En 1886, au moment où Geronimo se résout enfin à cesser le combat contre l'armée américaine, Massai (Burt Lancaster) est le seul Apache à refuser de se rendre. Capturé non sans difficultés, il est envoyé dans un pénitencier floridien avec tous les guerriers de sa tribu, mais parvient à s'échapper du train qui les y conduit à Saint-Louis, Missouri. Il entame alors le long et périlleux voyage de retour vers le Nouveau-Mexique, croisant quelque part dans l'Oklahoma un couple de Cherokees vivant, comme les Blancs, du travail de la terre. De retour chez lui, Massai s'entête à continuer, seul, la lutte contre les militaires, assistés par l'ignoble chasseur d'Indiens Sieber (John McIntire) et l'éclaireur apache Hondo, traître à sa nation (Charles Bronson, tout jeune). Mais au contact de la douce Nalinle (Jean Peters), otage devenue compagnonne de fuite, l'entêté guerrier va être amené à consacrer son énergie à d'autres causes...
Sorti quatre ans après La Flèche brisée de Delmer Daves et La Porte du Diable d'Anthony Mann, que l'on considère comme les premiers westerns franchement pro-Indiens, Bronco Apache surpasse ses devanciers pour ce qui est de la violence du propos. Très librement inspirée de faits réels, l'adaptation de la vie de ce guerrier donne à Robert Aldrich l'occasion de livrer un réquisitoire sans concessions contre le sort fait aux Apaches après la reddition de Geronimo. Envoyés en Floride, où le climat humide en tua plus d'un, les guerriers furent statutairement considérés comme prisonniers de guerre jusqu'en 1912 (!). Déportés d'un état à l'autre, puis parqués dans des réserves, les vieillards, femmes et enfants ne retrouvèrent leurs hommes que des années plus tard. Privés de leur mode de vie, rééduqués, christianisés, abreuvés d'alcool, les Chiricahuas passèrent tout près de l'extinction.

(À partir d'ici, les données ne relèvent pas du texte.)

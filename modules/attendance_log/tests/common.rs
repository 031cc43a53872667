#![allow(dead_code)]

use std::path::{Path, PathBuf};
use std::sync::Arc;

use axum::{
    body::Body,
    http::{header, Request, StatusCode},
    Router,
};
use tempfile::TempDir;
use tower::ServiceExt;

use attendance_log::{
    config::AttendanceLogConfig, infra::storage::FileAttendanceStore, AttendanceLog,
};

/// A router over a file-backed log inside its own temp directory.
pub struct TestApp {
    pub router: Router,
    pub log_path: PathBuf,
    _dir: TempDir,
}

impl TestApp {
    pub fn new() -> Self {
        let dir = TempDir::new().expect("temp dir");
        let log_path = dir.path().join("attendance_log.csv");
        let router = router_for(&log_path);
        Self {
            router,
            log_path,
            _dir: dir,
        }
    }

    /// Current file contents; `None` while the log does not exist.
    pub fn log_contents(&self) -> Option<String> {
        std::fs::read_to_string(&self.log_path).ok()
    }

    pub async fn send(&self, request: Request<Body>) -> (StatusCode, Option<String>, String) {
        send(self.router.clone(), request).await
    }
}

pub fn router_for(log_path: &Path) -> Router {
    let cfg = AttendanceLogConfig {
        log_file: log_path.to_string_lossy().to_string(),
        sync_on_append: false,
        ..Default::default()
    };
    router_with_config(log_path, &cfg)
}

pub fn router_with_config(log_path: &Path, cfg: &AttendanceLogConfig) -> Router {
    let store = FileAttendanceStore::new(log_path).with_sync_on_append(false);
    let module = AttendanceLog::with_store(cfg, Arc::new(store)).expect("module init");
    module.register_rest(Router::new())
}

pub async fn send(router: Router, request: Request<Body>) -> (StatusCode, Option<String>, String) {
    let response = router.oneshot(request).await.expect("router is infallible");
    let status = response.status();
    let content_type = response
        .headers()
        .get(header::CONTENT_TYPE)
        .and_then(|v| v.to_str().ok())
        .map(str::to_owned);
    let body = axum::body::to_bytes(response.into_body(), usize::MAX)
        .await
        .expect("body");
    (
        status,
        content_type,
        String::from_utf8(body.to_vec()).expect("utf-8 body"),
    )
}

pub fn mark(body: impl Into<String>) -> Request<Body> {
    Request::builder()
        .method("POST")
        .uri("/api/mark-attendance")
        .header(header::CONTENT_TYPE, "application/json")
        .body(Body::from(body.into()))
        .expect("request")
}

pub fn sync(body: impl Into<String>) -> Request<Body> {
    Request::builder()
        .method("POST")
        .uri("/api/sync-logs")
        .header(header::CONTENT_TYPE, "text/plain")
        .body(Body::from(body.into()))
        .expect("request")
}

pub fn get_log() -> Request<Body> {
    Request::builder()
        .uri("/api/get-attendance")
        .body(Body::empty())
        .expect("request")
}

pub fn problem_code(body: &str) -> String {
    let json: serde_json::Value = serde_json::from_str(body).expect("problem json");
    json["code"].as_str().unwrap_or_default().to_string()
}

Le personnage de guerrier insoumis, interprété avec force par un Burt Lancaster maquillé de la tête aux pieds, n'a pourtant rien d'un sauveur. À sa bien compréhensible haine des Blancs se superpose en effet un profond mépris pour ses propres frères ayant rendu les armes. Longtemps aveuglé par sa rage, il ne trouvera de salut que dans l'amour de Nalinle et la promesse de la paternité. Et si la scène finale, au cours de laquelle le duel à mort qui s'annonce entre Massai et Sieber est interrompu in extremis par l'opportune naissance de son enfant, est clairement un happy end de commande, elle ne change pas le fond du message : le personnage principal est certes sauvé, mais sa quête de liberté est bel et bien un échec. Sa peine, on peut le supposer, sera de se plier définitivement au mode de vie sédentaire des Blancs (symbolisé par le champ de maïs) et renoncer une fois pour toutes à son identité indienne. Et il n'y a pas de quoi s'en réjouir : « C’était la seule guerre qu’on avait et j’ai bien peur qu’on n’en ait pas d’autres avant bien longtemps. J’avais du boulot avec eux dans les parages », conclut très, très cyniquement le chasseur d'Indiens.
Troisième film et premier western d'Aldrich, Bronco Apache n'atteint certes pas le sommet que sera, six mois plus tard, Vera Cruz. Non exempt de défauts, comme le happy end évoqué (imposé au réalisateur et à sa star), un personnage principal pour lequel on ressent assez peu de sympathie, un rythme parfois vraiment trop effréné et une utilisation assez peu marquante de la caméra, il s'avère cependant réussi et plaisant. Au-delà de la mise en valeur d'admirables paysages naturels, on retiendra aussi la mise en scène nerveuse, les prestations vibrantes de Burt Lancaster et Jean Peters (presque aussi jolie qu'en jeune mariée dans Niagara), et surtout la force du réquisitoire contre le traitement infligé aux Indiens.